= Problem to work on =
Please count the lines in the data below that hold the word "bool", and give only the number.

Content starts

use chrono::NaiveDate;
use once_cell::sync::Lazy;
use regex::Regex;
use tracing::debug;

use movebot_core::config::PricingConfig;
use movebot_core::types::{
    Button, Extra, GeoPoint, InputMediaItem, Language, Stop, TimeWindow, VolumeCategory,
};
use movebot_pricing::catalog::Catalog;
use movebot_pricing::estimate::{compute_estimate, EstimateInput};
use movebot_pricing::extract::extract_items;
use movebot_pricing::route::{classify_route, find_locality, locality_by_key};
use movebot_pricing::volume::{has_room_descriptor, infer_volume, infer_volume_from_rooms};
use movebot_sessions::types::{SessionState, Step};

use crate::dates::{parse_date, parse_time, DateReject};
use crate::i18n::{button, t, Msg};
use crate::intent::{self, Intent};
use crate::language::detect_language;
use crate::prefill::LandingPrefill;

/// One normalized inbound event, as the ingress hands it to the engine.
#[derive(Debug, Clone)]
pub enum InputEvent {
    Text(String),
    Button(String),
    Location(GeoPoint),
    Media(Vec<InputMediaItem>),
}

/// The outbound reply produced by one engine step.
#[derive(Debug, Clone)]
pub struct Reply {
    pub text: String,
    pub buttons: Vec<Button>,
}

impl Reply {
    fn new(text: impl Into<String>) -> Self {
        Self {
            text: text.into(),
            buttons: Vec::new(),
        }
    }

    fn with_buttons(text: impl Into<String>, buttons: Vec<Button>) -> Self {
        Self {
            text: text.into(),
            buttons,
        }
    }
}

/// Side effects the ingress must perform after persisting the session.
/// The engine itself does no I/O.
#[derive(Debug, Clone)]
pub enum Effect {
    /// Persist the lead, enqueue the notification jobs, delete the session.
    FinalizeLead,
    /// Enqueue media ingestion for these attachments.
    CollectMedia(Vec<InputMediaItem>),
}

/// Result of one engine step.
#[derive(Debug)]
pub struct StepOutcome {
    pub session: SessionState,
    pub reply: Reply,
    pub effects: Vec<Effect>,
    pub terminal: bool,
}

/// Per-request engine context: the clock and resolved display toggles.
#[derive(Debug, Clone, Copy)]
pub struct EngineContext {
    pub today: NaiveDate,
    pub estimate_display_enabled: bool,
}

static FLOOR_NUMBER: Lazy<Regex> = Lazy::new(|| Regex::new(r"-?\d{1,2}").unwrap());

/// The deterministic intake state machine.
///
/// `step` is a pure function over `(SessionState, InputEvent, EngineContext)`
/// — store writes, job enqueues and deletions are described by the returned
/// effects and performed by the caller.
pub struct Engine {
    pricing: PricingConfig,
    catalog: Catalog,
}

Content ends

= Task result =
2